Search Linux Wireless

Re: ath9k: irq storm after suspend/resume

[Date Prev][Date Next][Thread Prev][Thread Next][Date Index][Thread Index]

 



On Tue, Aug 30, 2011 at 12:11 PM, Clemens Buchacher <drizzd@xxxxxx> wrote:
> Hi Mohammed,
>
> On Mon, Aug 29, 2011 at 08:42:33PM +0530, Mohammed Shafi wrote:
>>
>> >> But still, the interrupts come. Note that according to
>> >> /proc/interrupts, the IRQ line is not shared with any other device.
>> >> I did not manage to determine which interrupt it is exactly,
>> >> because the device is not in a ready state (SC_OP_INVALID is set)
>> >> when they happen (in either scenario that triggers the IRQ storm).
>> >> And SC_OP_INVALID is cleared only much later in ath9k_start.
>> >>
>> >> So, I am at a loss. Any ideas?
>> >
>> > please provide the lspci -vvvxx.
>
> Please see below.

thanks!

>
>> >> also looking at
>> >> /sys/kernel/debug/ieee80211/phy0/ath9k$ sudo cat interrupt.
>
> Those interrupt counters are always zero, because ath_isr never
> gets to the point where it would gather statistics. The interrupt
> routine exits right at the start, because SC_OP_INVALID is still
> set.

yes it is, though not a good idea, just thinking of we could get some
thing by not setting SC_OP_INVALID flag in ath_pci_probe(it was added
to fix a panic, but it did not cause panic for me now).

>
>        if (sc->sc_flags & SC_OP_INVALID)
>                return IRQ_NONE;
>
> By the time the invalid flag is cleared, the IRQ line has long
> since been disabled, due to 10000 spurios interrupts during less
> than 500 ms.
>
>> > hi, i think this will help, please get the message sudo modprobe ath9k
>> > debug=0xffffffff.
>> > few fatal PCI interrupt messages are based on ATH_DEBUG_ANY.
>
> Whenever I did that in the past, it just added lots of PDADC debug
> messages.

though we might get some PCI fatal interrupts.


>
>> we can also try to disable MIB interrupts though its handled properly
>> now in ath9k
>>
>> http://www.kernel.org/pub/linux/kernel/people/mcgrof/patches/ath9k/2008-09-25/0001-ath9k-disable-MIB-interrupts-to-fix-interrupt-storm.patch
>
> But I am already disabling all interrupts by setting the mask to 0.
> Unless there are some non-maskable ones?
>
> I wonder if the device is in some crashed state at this point. Is
> it possible to reset the device in ath_pci_probe?
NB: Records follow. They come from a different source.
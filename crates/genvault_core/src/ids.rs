//! Opaque identifiers for projects and generations.

use serde::{Deserialize, Serialize};
use uuid::Uuid;

/// Identifier of a project owning a sequence of generations.
#[derive(
    Debug,
    Clone,
    Copy,
    PartialEq,
    Eq,
    PartialOrd,
    Ord,
    Hash,
    Serialize,
    Deserialize,
    derive_more::Display,
    derive_more::From,
)]
#[serde(transparent)]
pub struct ProjectId(Uuid);

impl ProjectId {
    /// Generate a fresh random project id.
    pub fn new() -> Self {
        Self(Uuid::new_v4())
    }

    /// The underlying UUID.
    pub fn as_uuid(&self) -> Uuid {
        self.0
    }
}

impl Default for ProjectId {
    fn default() -> Self {
        Self::new()
    }
}

impl std::str::FromStr for ProjectId {
    type Err = uuid::Error;

    fn from_str(s: &str) -> Result<Self, Self::Err> {
        Uuid::parse_str(s).map(Self)
    }
}

/// Identifier of one generation (an immutable artifact set).
#[derive(
    Debug,
    Clone,
    Copy,
    PartialEq,
    Eq,
    PartialOrd,
    Ord,
    Hash,
    Serialize,
    Deserialize,
    derive_more::Display,
    derive_more::From,
)]
#[serde(transparent)]
pub struct GenerationId(Uuid);

impl GenerationId {
    /// Generate a fresh random generation id.
    pub fn new() -> Self {
        Self(Uuid::new_v4())
    }

    /// The underlying UUID.
    pub fn as_uuid(&self) -> Uuid {
        self.0
    }
}

impl Default for GenerationId {
    fn default() -> Self {
        Self::new()
    }
}

impl std::str::FromStr for GenerationId {
    type Err = uuid::Error;

    fn from_str(s: &str) -> Result<Self, Self::Err> {
        Uuid::parse_str(s).map(Self)
    }
}
//! Per-version manifest.

use crate::{GenerationId, ProjectId};
use chrono::{DateTime, Utc};
use serde::{Deserialize, Serialize};
use std::collections::HashSet;

/// A single file listed in a manifest.
#[derive(Debug, Clone, PartialEq, Eq, Hash, Serialize, Deserialize)]
pub struct ManifestEntry {
    /// Path relative to the version's `source/` root, `/`-separated
    pub path: String,
    /// Size in bytes
    pub size: u64,
    /// Hex SHA-256 of the content
    #[serde(default, skip_serializing_if = "Option::is_none")]
    pub sha256: Option<String>,
}

/// Authoritative, tier-independent description of one version.
///
/// # Examples
///
/// ```
/// use genvault_core::{GenerationId, Manifest, ManifestEntry, ProjectId};
///
/// let manifest = Manifest::new(
///     ProjectId::new(),
///     GenerationId::new(),
///     1,
///     vec![ManifestEntry { path: "a.py".into(), size: 3, sha256: None }],
/// );
/// assert_eq!(manifest.file_count, 1);
/// assert!(manifest.validate().is_ok());
/// ```
#[derive(Debug, Clone, PartialEq, Serialize, Deserialize)]
pub struct Manifest {
    /// Version number within the project
    pub version: u32,
    /// Generation the content belongs to
    pub generation_id: GenerationId,
    /// Owning project
    pub project_id: ProjectId,
    /// When the version was written
    pub created_at: DateTime<Utc>,
    /// Number of listed files
    pub file_count: u32,
    /// Files ordered by path
    pub files: Vec<ManifestEntry>,
    /// Prompt text that produced the files
    #[serde(default, skip_serializing_if = "Option::is_none")]
    pub prompt: Option<String>,
    /// Generation this one iterates on
    #[serde(default, skip_serializing_if = "Option::is_none")]
    pub parent_generation_id: Option<GenerationId>,
}

impl Manifest {
    /// Build a manifest, sorting `files` by path.
    pub fn new(
        project_id: ProjectId,
        generation_id: GenerationId,
        version: u32,
        mut files: Vec<ManifestEntry>,
    ) -> Self {
        files.sort_by(|a, b| a.path.cmp(&b.path));
        Self {
            version,
            generation_id,
            project_id,
            created_at: Utc::now(),
            file_count: files.len() as u32,
            files,
            prompt: None,
            parent_generation_id: None,
        }
    }

    /// Attach the prompt annotation.
    pub fn with_prompt(mut self, prompt: Option<String>) -> Self {
        self.prompt = prompt;
        self
    }

    /// Attach the iteration parent.
    pub fn with_parent(mut self, parent: Option<GenerationId>) -> Self {
        self.parent_generation_id = parent;
        self
    }

    /// Sum of all listed file sizes.
    pub fn total_size_bytes(&self) -> u64 {
        self.files.iter().map(|f| f.size).sum()
    }

    /// Structural check: version ≥ 1, `file_count` matches the list, paths
    /// are non-empty and unique.
    ///
    /// # Errors
    ///
    /// Returns a description of the first violated constraint.
    pub fn validate(&self) -> Result<(), String> {
        if self.version == 0 {
            return Err("version must be at least 1".to_string());
        }
        if self.file_count as usize != self.files.len() {
            return Err(format!(
                "file_count {} does not match {} listed files",
                self.file_count,
                self.files.len()
            ));
        }
        let mut seen = HashSet::with_capacity(self.files.len());
        for entry in &self.files {
            if entry.path.is_empty() {
                return Err("empty file path".to_string());
            }
            if !seen.insert(entry.path.as_str()) {
                return Err(format!("duplicate file path: {}", entry.path));
            }
        }
        Ok(())
    }
}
i don't think ath_reset cannot be called

>
>> a recent commit, not sure this will help suspend/resume
>>
>> commit 0682c9b52bf51fbc67c4e79fcbdadcf70bd600f8
>> Author: Rajkumar Manoharan <rmanohar@xxxxxxxxxxxxxxxx>
>> Date:   Sat Aug 13 10:28:09 2011 +0530
>>
>>    ath9k: Fix rx overrun interrupt storm
>
> For the same reason as above, this patch does not touch any code
> that would get executed.
>
>> > also this additional information might help:
>> > in case have you seen this is happening in 32 bit also ?
>
> I have never had a 32-bit system on this machine.
>
>> > is this happening in wireless-testing  Linux 3.1-rc3 ? or the latest
>> > compat wireless?
>
> I think I tried last week, but I can try again.
>
>> > i did some preliminary testing, not able to recreate it. will try
>> > further.thanks!
>
> Thanks for trying. Did you turn off network manager? As I described
> here, it can make the bug go away.

i am bit confused looking at bug comments. please correct me.
the bug comments say that disabling/making the Network-Manager to
sleep triggers the problem.


>
> [1] https://bugzilla.kernel.org/show_bug.cgi?id=39112#c5
>
> Clemens
> ---
>
> 02:00.0 Network controller: Atheros Communications Inc. AR9285 Wireless Network Adapter (PCI-Express) (rev 01)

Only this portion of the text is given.